#### Exercise
Find the string "packing" in the listing and report every line that has it.

#### Records provided
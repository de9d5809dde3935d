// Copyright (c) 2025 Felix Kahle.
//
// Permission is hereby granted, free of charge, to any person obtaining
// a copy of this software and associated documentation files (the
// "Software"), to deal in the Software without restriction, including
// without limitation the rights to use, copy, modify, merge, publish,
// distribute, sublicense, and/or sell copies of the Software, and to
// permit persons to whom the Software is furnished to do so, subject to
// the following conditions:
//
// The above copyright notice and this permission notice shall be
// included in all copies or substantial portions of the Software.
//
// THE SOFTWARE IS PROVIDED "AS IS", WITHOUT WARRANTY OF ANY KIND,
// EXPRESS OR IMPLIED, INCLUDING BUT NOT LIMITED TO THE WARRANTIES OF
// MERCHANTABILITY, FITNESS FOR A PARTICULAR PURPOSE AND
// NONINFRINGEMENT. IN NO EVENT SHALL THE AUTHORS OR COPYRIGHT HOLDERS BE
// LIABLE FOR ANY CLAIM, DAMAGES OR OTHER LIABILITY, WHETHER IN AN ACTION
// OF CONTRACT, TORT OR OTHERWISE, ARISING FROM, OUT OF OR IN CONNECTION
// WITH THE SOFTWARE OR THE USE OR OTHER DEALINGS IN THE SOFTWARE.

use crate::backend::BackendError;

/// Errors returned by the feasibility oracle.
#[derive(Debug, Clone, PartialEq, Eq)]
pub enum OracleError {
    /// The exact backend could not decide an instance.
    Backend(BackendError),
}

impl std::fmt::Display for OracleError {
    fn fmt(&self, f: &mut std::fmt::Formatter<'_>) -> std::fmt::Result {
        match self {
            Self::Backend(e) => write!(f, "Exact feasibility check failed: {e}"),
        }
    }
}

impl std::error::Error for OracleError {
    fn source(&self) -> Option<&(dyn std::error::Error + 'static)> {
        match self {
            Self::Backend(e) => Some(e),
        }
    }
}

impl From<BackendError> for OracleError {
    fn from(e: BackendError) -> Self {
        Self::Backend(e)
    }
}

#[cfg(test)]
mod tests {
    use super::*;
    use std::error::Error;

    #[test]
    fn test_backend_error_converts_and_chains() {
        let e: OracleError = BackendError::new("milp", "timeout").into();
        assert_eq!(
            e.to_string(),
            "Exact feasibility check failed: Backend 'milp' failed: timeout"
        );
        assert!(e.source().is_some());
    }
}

* * *

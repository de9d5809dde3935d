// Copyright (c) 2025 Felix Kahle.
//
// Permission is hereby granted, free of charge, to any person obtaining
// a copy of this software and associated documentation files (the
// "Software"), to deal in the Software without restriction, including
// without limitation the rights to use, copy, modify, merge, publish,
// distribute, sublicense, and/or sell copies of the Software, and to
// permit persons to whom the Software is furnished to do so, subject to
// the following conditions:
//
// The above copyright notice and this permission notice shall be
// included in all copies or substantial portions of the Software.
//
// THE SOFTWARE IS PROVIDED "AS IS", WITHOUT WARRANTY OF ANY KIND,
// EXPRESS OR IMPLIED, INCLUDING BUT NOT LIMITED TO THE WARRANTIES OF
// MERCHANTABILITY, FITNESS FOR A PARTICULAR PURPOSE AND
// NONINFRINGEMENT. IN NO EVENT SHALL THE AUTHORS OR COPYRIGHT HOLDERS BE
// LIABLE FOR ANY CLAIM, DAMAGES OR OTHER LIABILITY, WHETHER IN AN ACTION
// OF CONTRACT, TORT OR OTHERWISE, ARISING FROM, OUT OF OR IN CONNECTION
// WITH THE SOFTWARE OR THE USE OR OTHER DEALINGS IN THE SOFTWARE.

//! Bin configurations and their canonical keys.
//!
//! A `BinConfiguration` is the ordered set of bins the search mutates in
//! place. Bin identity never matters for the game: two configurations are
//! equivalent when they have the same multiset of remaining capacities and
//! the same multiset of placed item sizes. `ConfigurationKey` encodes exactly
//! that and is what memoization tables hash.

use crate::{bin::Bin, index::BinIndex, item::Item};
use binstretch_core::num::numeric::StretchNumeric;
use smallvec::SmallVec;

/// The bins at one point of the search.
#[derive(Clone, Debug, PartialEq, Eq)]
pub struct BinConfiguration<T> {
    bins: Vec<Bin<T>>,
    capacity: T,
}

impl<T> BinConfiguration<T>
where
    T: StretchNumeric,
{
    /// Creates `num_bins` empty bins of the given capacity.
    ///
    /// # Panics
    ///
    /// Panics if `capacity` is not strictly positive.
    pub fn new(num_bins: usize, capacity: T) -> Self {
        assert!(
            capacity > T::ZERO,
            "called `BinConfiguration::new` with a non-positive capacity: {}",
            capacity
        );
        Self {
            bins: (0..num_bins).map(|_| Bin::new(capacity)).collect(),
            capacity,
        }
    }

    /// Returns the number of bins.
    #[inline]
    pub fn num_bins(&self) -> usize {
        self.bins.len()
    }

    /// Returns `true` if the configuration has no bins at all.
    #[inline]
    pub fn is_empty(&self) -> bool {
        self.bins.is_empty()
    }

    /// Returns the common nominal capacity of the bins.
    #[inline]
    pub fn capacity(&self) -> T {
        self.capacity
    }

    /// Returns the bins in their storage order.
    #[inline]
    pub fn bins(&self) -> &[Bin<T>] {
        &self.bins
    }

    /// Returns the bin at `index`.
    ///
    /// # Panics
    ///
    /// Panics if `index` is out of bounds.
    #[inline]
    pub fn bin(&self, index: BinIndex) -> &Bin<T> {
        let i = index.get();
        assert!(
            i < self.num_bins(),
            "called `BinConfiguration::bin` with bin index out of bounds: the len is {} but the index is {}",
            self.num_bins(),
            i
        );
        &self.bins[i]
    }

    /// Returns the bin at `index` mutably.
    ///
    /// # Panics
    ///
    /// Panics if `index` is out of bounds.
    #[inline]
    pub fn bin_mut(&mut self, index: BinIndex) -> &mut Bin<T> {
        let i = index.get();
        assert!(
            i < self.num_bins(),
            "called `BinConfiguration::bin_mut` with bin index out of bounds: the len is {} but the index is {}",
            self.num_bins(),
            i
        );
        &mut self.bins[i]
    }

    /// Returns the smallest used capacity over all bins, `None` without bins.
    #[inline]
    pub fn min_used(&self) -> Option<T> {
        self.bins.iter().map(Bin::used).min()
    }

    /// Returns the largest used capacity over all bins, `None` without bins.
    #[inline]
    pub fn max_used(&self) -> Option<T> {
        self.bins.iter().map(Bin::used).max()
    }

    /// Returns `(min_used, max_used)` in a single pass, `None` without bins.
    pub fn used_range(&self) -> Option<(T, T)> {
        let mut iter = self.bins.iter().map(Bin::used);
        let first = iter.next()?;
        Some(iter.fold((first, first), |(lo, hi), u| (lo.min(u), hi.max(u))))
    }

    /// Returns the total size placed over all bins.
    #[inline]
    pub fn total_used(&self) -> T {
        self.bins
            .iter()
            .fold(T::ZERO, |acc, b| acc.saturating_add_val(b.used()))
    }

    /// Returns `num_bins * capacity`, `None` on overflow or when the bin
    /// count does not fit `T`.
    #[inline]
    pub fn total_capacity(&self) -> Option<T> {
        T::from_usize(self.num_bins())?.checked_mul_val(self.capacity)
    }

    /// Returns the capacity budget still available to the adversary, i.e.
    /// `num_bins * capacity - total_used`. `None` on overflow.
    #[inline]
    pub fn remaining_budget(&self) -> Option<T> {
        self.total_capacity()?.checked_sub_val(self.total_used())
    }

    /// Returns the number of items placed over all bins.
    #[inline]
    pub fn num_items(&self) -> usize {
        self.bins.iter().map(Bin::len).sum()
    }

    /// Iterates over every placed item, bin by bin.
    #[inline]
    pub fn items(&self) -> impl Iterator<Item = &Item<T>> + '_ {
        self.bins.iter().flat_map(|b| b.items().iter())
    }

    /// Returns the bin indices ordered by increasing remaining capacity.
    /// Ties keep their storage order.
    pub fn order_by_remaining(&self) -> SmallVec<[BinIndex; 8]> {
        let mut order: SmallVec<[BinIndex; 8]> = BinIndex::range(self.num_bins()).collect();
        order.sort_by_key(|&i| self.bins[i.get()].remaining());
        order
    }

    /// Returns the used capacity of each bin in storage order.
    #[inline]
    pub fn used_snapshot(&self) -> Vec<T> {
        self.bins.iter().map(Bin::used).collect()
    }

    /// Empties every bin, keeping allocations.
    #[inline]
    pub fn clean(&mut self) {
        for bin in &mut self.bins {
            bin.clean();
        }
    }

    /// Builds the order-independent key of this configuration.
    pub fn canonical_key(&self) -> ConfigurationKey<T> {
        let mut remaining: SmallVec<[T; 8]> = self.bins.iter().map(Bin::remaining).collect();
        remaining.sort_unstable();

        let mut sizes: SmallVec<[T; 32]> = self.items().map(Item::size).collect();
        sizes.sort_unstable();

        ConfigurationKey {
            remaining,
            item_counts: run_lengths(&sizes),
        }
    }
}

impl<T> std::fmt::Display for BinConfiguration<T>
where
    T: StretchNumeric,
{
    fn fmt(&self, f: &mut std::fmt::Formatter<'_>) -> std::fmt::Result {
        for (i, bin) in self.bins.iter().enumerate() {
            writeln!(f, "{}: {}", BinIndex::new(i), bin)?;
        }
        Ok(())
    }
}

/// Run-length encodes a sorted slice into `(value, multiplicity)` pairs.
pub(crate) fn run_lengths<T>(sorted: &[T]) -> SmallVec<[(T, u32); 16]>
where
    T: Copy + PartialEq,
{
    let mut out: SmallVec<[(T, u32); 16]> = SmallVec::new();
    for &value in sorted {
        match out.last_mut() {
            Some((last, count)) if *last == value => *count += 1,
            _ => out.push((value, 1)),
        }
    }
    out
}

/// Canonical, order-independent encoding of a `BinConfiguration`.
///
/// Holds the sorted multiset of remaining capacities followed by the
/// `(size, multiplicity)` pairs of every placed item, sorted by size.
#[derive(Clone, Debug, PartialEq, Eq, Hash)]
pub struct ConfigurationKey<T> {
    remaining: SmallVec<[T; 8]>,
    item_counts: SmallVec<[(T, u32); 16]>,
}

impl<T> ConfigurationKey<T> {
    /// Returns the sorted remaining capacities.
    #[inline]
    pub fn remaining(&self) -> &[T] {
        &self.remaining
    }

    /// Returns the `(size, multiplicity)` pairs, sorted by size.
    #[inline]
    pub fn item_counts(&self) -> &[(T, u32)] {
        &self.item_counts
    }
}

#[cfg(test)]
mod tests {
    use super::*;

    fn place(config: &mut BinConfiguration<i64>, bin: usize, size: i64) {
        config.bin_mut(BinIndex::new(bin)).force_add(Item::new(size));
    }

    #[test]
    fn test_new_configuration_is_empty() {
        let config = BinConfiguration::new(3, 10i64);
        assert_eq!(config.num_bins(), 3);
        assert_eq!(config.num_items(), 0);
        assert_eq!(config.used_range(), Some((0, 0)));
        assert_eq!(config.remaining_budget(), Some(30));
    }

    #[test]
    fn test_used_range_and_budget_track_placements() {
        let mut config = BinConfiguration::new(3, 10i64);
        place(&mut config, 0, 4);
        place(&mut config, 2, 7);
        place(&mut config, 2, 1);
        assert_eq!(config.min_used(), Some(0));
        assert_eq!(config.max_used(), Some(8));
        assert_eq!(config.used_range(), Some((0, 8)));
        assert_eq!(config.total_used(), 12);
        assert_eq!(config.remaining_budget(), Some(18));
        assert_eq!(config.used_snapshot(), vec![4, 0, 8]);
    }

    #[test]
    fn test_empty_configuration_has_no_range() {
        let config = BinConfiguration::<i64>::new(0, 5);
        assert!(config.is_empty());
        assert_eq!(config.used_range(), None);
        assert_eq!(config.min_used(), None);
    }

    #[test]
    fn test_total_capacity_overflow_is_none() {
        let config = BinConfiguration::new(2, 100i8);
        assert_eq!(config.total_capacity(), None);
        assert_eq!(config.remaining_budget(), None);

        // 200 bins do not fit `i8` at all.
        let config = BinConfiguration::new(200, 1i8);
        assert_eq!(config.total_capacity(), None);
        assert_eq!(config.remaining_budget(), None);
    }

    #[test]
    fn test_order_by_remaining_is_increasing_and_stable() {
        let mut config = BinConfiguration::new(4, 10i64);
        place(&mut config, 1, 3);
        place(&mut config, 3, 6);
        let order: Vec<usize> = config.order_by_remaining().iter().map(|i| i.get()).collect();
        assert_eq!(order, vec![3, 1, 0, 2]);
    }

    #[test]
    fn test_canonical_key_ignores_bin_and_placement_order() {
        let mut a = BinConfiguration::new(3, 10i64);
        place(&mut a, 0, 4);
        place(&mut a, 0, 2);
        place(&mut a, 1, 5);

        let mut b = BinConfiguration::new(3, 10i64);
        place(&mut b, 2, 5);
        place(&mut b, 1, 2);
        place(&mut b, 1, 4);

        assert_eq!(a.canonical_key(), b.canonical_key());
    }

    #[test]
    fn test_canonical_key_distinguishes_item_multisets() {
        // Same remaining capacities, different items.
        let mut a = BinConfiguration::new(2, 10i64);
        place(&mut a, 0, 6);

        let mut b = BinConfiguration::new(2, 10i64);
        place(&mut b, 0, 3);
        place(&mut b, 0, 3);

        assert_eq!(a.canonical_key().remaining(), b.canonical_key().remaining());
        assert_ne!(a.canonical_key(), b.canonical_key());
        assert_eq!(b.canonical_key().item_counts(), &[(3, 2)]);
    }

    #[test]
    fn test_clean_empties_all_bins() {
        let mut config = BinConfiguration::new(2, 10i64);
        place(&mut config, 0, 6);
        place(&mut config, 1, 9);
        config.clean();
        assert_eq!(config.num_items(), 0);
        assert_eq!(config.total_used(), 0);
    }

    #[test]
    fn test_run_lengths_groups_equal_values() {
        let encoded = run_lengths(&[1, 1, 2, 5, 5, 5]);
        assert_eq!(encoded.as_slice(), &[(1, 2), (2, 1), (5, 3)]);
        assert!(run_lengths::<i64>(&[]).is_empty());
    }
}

* * *

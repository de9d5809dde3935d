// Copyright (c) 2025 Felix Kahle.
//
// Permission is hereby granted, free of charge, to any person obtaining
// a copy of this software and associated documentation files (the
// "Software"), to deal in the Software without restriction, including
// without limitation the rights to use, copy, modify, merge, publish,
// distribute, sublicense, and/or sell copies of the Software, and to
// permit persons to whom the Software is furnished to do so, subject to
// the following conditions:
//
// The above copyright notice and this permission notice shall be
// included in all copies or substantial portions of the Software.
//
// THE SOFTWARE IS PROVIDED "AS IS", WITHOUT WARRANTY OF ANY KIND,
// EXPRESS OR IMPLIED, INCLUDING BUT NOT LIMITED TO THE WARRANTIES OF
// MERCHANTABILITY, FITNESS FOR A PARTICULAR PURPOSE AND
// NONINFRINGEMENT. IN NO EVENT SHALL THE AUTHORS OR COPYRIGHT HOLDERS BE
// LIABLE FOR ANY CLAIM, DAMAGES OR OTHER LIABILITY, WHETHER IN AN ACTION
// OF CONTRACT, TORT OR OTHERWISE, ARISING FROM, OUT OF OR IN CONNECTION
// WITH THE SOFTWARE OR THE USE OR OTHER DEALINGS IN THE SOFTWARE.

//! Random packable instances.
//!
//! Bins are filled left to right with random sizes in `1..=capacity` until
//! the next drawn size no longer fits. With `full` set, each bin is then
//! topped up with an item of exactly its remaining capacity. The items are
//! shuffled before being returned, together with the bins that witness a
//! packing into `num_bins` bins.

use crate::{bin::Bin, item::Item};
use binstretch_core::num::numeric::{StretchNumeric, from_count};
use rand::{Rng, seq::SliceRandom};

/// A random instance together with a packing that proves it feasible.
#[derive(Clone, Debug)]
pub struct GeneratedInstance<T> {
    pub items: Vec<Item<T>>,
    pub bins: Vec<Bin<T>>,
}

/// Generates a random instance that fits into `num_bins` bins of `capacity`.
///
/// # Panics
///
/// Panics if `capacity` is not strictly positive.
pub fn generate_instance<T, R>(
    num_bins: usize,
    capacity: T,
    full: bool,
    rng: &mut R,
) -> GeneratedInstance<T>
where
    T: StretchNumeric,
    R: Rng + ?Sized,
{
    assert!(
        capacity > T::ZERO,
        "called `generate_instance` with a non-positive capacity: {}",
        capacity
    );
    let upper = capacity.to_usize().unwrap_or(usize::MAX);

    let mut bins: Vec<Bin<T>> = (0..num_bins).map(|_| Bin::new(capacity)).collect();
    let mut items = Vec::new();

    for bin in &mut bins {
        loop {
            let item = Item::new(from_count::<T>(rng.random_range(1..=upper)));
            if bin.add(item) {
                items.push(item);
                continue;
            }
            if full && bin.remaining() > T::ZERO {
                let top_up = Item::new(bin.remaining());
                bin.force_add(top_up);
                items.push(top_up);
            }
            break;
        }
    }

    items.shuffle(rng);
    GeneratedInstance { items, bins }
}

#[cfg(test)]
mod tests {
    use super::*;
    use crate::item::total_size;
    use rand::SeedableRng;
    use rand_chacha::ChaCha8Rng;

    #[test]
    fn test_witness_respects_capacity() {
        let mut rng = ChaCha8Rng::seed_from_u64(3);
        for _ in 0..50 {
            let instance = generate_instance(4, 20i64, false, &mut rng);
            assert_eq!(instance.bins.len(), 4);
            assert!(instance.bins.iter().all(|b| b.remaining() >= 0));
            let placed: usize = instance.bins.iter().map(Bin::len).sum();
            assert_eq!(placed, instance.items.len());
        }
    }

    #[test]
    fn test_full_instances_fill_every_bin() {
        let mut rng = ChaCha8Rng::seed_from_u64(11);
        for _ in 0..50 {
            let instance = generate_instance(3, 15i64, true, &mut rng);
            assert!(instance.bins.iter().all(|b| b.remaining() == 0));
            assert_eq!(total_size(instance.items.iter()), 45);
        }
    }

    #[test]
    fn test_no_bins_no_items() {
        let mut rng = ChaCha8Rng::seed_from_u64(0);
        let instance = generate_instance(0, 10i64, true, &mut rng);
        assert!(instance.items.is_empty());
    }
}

#### The completed task
//! packing into `num_bins` bins.
/// A random instance together with a packing that proves it feasible.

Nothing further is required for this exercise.